Variables ```u162, u112, u113, and u106``` are normally distributed after normalizing the data. The p-value of the aforementioned four variables is greater than ```0.01```; hence we can reject the null hypothesis that they are nort normally distributed. Nevertheless, the others variables have ```p-values``` less than ```0.01```; hence we accept the null hypothesis -normally distributed.

### 2.13 Selecting the variable to be used for the regression analysis
How main focus is to check the relationship between variable ```perc_u106``` (percentage of people with good Health), ```perc_u112```(percentage of people with Level 1, Level 2 or Apprenticeship qualifications) and ```perc_u162```(percentage of people with Administrative and secretarial occupations). The two independent variables ```perc_u112 and perc_u162```were chosen because they are normally distributed and they are likely uncorrelated. 
```{r}

forregression <- regression_data %>%
  select(perc_u106, perc_u112, perc_u162)

```

Since the three variables ```perc_u106```(percentage of people with good health), ```perc_u112``` (percentage of people with Level 1, Level 2 or Apprenticeship qualifications) and ```perc_u162``` () meet the assumptions of Pearson correlation, we will run a pearson correlation

### 2.21 Pearson correlation between variable perc_u106 and perc_u112

```{r}

forregression %$%
cor.test(perc_u106, perc_u112)

```

```2.21``` shows the result of the correlation between the percentage of people with good health and the percentage of people with Level 1, Level 2 or Apprenticeship qualifications. According to the result, we reject the null hypothesis that there is no correlation between the two variables ```perc_u106 and perc_u112``` since the p-value is less than 0.01; hence, there is relationship between the two variables. The correlation is positive since the ```cor``` value is **0.1139368**. However, the correlation is very weak as the two variables share only **1.2% variability**. 

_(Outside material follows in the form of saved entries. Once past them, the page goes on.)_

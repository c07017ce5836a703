use serde::{Deserialize, Serialize};
use std::fmt;
use std::str::FromStr;
use thiserror::Error;

/// Self-reported emotional tag attached to a user message
#[derive(Debug, Clone, Copy, PartialEq, Eq, Hash, Serialize, Deserialize)]
#[serde(rename_all = "lowercase")]
pub enum Mood {
    Happy,
    Sad,
    Anxious,
    Stressed,
    Calm,
    Excited,
    Angry,
    Neutral,
}

impl Mood {
    pub const ALL: [Mood; 8] = [
        Mood::Happy,
        Mood::Sad,
        Mood::Anxious,
        Mood::Stressed,
        Mood::Calm,
        Mood::Excited,
        Mood::Angry,
        Mood::Neutral,
    ];

    pub fn as_str(&self) -> &'static str {
        match self {
            Mood::Happy => "happy",
            Mood::Sad => "sad",
            Mood::Anxious => "anxious",
            Mood::Stressed => "stressed",
            Mood::Calm => "calm",
            Mood::Excited => "excited",
            Mood::Angry => "angry",
            Mood::Neutral => "neutral",
        }
    }
}

impl fmt::Display for Mood {
    fn fmt(&self, f: &mut fmt::Formatter<'_>) -> fmt::Result {
        f.write_str(self.as_str())
    }
}

#[derive(Debug, Clone, PartialEq, Eq, Error)]
#[error("Unknown mood: {0}")]
pub struct ParseMoodError(pub String);

impl FromStr for Mood {
    type Err = ParseMoodError;

    fn from_str(s: &str) -> Result<Self, Self::Err> {
        let normalized = s.trim().to_lowercase();
        Mood::ALL
            .into_iter()
            .find(|mood| mood.as_str() == normalized)
            .ok_or_else(|| ParseMoodError(s.to_string()))
    }
}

### 2.22 Pearson regression between variables perc_u106 and perc_u162
```{r}
forregression %$%
  cor.test( perc_u106, perc_u162)

```

```2.22``` shows the result of the correlation between the percentage of people with good health and the percentage of people with Administrative and secretarial occupations. According to the result, we reject the null hypothesis that there is no correlation between the two variables ```perc_u106 and perc_u162``` since the p-value is less than 0.01; hence, there is relationship between the two varialble. The correlation is positive since the ```cor``` value is **0.1097601**. However, the correlation is very weak as the two variables share only **1.2% variability**. 

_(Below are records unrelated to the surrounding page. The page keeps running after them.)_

use config::{Config as ConfigLoader, ConfigError, Environment, File};
use haven::{CompanionConfig, StorageBackend};
use serde::Deserialize;
use std::path::Path;
use std::time::Duration;

#[derive(Debug, Clone, Deserialize)]
pub struct Config {
    pub server: ServerConfig,
    pub cors: CorsConfig,
    pub storage: StorageConfig,
    #[serde(default)]
    pub companion: CompanionSettings,
    pub logging: LoggingConfig,

    // Secrets (from ENV only)
    #[serde(default)]
    pub mongodb_uri: String,
}

#[derive(Debug, Clone, Deserialize)]
pub struct ServerConfig {
    pub host: String,
    pub port: u16,
    #[serde(default = "default_request_timeout")]
    pub request_timeout_secs: u64,
}

fn default_request_timeout() -> u64 {
    300
}

#[derive(Debug, Clone, Deserialize)]
pub struct CorsConfig {
    pub enabled: bool,
    pub origins: Vec<String>,
}

#[derive(Debug, Clone, Deserialize)]
pub struct StorageConfig {
    #[serde(default)]
    pub backend: StorageBackend,
    #[serde(default = "default_data_dir")]
    pub data_dir: String,
    #[serde(default = "default_database")]
    pub database: String,
}

fn default_data_dir() -> String {
    "./data".to_string()
}

fn default_database() -> String {
    "haven".to_string()
}

/// Companion timings in milliseconds
#[derive(Debug, Clone, Deserialize)]
pub struct CompanionSettings {
    #[serde(default = "default_reply_delay")]
    pub reply_delay_ms: u64,
    #[serde(default = "default_reply_jitter")]
    pub reply_jitter_ms: u64,
    #[serde(default = "default_auth_latency")]
    pub auth_latency_ms: u64,
    #[serde(default = "default_event_buffer")]
    pub event_buffer: usize,
}

fn default_reply_delay() -> u64 {
    1500
}

fn default_reply_jitter() -> u64 {
    1000
}

fn default_auth_latency() -> u64 {
    1000
}

fn default_event_buffer() -> usize {
    16
}

impl Default for CompanionSettings {
    fn default() -> Self {
        Self {
            reply_delay_ms: default_reply_delay(),
            reply_jitter_ms: default_reply_jitter(),
            auth_latency_ms: default_auth_latency(),
            event_buffer: default_event_buffer(),
        }
    }
}

impl From<CompanionSettings> for CompanionConfig {
    fn from(settings: CompanionSettings) -> Self {
        CompanionConfig::new()
            .with_reply_delay(
                Duration::from_millis(settings.reply_delay_ms),
                Duration::from_millis(settings.reply_jitter_ms),
            )
            .with_auth_latency(Duration::from_millis(settings.auth_latency_ms))
            .with_event_buffer(settings.event_buffer)
    }
}

#[derive(Debug, Clone, Deserialize)]
pub struct LoggingConfig {
    pub level: String,
    pub format: String,
}

impl Default for Config {
    fn default() -> Self {
        Self {
            server: ServerConfig {
                host: "127.0.0.1".to_string(),
                port: 8000,
                request_timeout_secs: default_request_timeout(),
            },
            cors: CorsConfig {
                enabled: false,
                origins: Vec::new(),
            },
            storage: StorageConfig {
                backend: StorageBackend::default(),
                data_dir: default_data_dir(),
                database: default_database(),
            },
            companion: CompanionSettings::default(),
            logging: LoggingConfig {
                level: "info".to_string(),
                format: "pretty".to_string(),
            },
            mongodb_uri: String::new(),
        }
    }
}

impl Config {
    /// Load configuration from TOML files and environment variables
    ///
    /// Hierarchy (weakest to strongest):
    /// 1. config/default.toml
    /// 2. config/{ENV}.toml (if ENV is set)
    /// 3. Environment variables prefixed with `HAVEN_`, sections split by `__`
    ///    (e.g. `HAVEN_SERVER__PORT=9000`, `HAVEN_STORAGE__BACKEND=memory`)
    pub fn load() -> Result<Self, ConfigError> {
        let env = std::env::var("ENV").unwrap_or_else(|_| "dev".to_string());

        let builder = ConfigLoader::builder()
            .add_source(File::with_name("config/default").required(false))
            .add_source(File::with_name(&format!("config/{}", env)).required(false))
            .add_source(
                Environment::with_prefix("HAVEN")
                    .prefix_separator("_")
                    .separator("__")
                    .try_parsing(true),
            );

        let config = builder.build()?;

        let mut cfg: Config = config.try_deserialize()?;

        // Secrets are never read from TOML
        if cfg.storage.backend == StorageBackend::Mongodb {
            cfg.mongodb_uri = std::env::var("MONGODB_URI").map_err(|_| {
                ConfigError::Message(
                    "MONGODB_URI environment variable is required for the mongodb backend"
                        .to_string(),
                )
            })?;
        }

        Ok(cfg)
    }

    /// Load config from a specific path (useful for testing)
    pub fn from_file(path: impl AsRef<Path>) -> Result<Self, ConfigError> {
        let builder = ConfigLoader::builder().add_source(File::from(path.as_ref()));

        let config = builder.build()?;
        config.try_deserialize()
    }

    pub fn companion_config(&self) -> CompanionConfig {
        self.companion.clone().into()
    }
}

### 2.31 Regression analysis between variable perc_u106 (dependent) ~ perc_u114 + perc_u165(Independent)
```{r}

health_model <- forregression %$%
  lm(perc_u106 ~ perc_u112 + perc_u162)

```

Percentage Population with good Health = (Percentage with level 4 qualification + Percentage doing customer service occupation) + error. 

#2.32 Summary of the model
```{r}
summary(health_model)

```
The summary of the model indicates that: 

- The p-value is **0.00001625: p-value < 0.01**; Hence the model is significant. We can reject the null hypothesis that none of the predictors have relationship with the response variable. 
  * This result is gotten by comparing the ```F-statistic to F distribution``` **11.15** where the ```degrees of freedom``` is **(2, 1017)**
  * F (2, 1017) = **11.15**
  * Adjusted R-squared = **0.01953** 

- Coefficient 
  * the coefficient  = **30.79670 (significant)**
  * The coefficient of slope for % of people with with ```Level 1, Level 2 or Apprenticeship qualifications``` is estimated as **0.08282 (significant)**
  * The coefficient of slope for % of people with with ```Administrative and secretarial occupations``` is estimated as **0.16799 (Significant)**

### 2.4 Test for normality, homoscedasticity, independence and multocollinearity   
```{r}

# 2.41 Test for normality 
health_model %>% 
  stats::rstandard() %>% 
  stats::shapiro.test()

# 2.42 Test for homoscedasticity 
health_model %>% 
  lmtest::bptest()

# 2.43 Test for independence 
health_model %>%
  lmtest::dwtest()

# 2.43 Test for multocollinearity 
health_model %>%
  vif()

```

The output of the model indicates that the model fits **(F (2, 1017) = 11.15), p-Value < 0.01**. However, the model on the percentage of people with  ```Level 1, Level 2 or Apprenticeship qualifications``` and people with ```Administrative and secretarial occupations``` can only predict **2%** of people with ```good health```. The model have normally distributed residuals **(Shapiro-Wilk test, W=0.99, p=0.01678)**, no multicollinearity with average **VIF 1.028645**, the residuals satisfy the assumption of homoscedasticity **(Breusch-Pagan test, BP = 1.7153, p-value = 0.4242)** and assumptions of independence **(Durbin-Watson test, DW = 1.9789, p-value = 0.3613)**, However, we can say that the model is partially robust because of the low adjusted R-squared value. 
Based on the result, the model indicates that for every one percent increase in the percentage of people with with ```Level 1, Level 2 or Apprenticeship qualifications```, there will be **0.08282** increase in the percentage of people with ```good health```. Similarly, for every one percent increase in the percentage of people with ```Administrative and secretarial occupations```, there will be **0.16799** increase in the percentage of people with ```good health```. 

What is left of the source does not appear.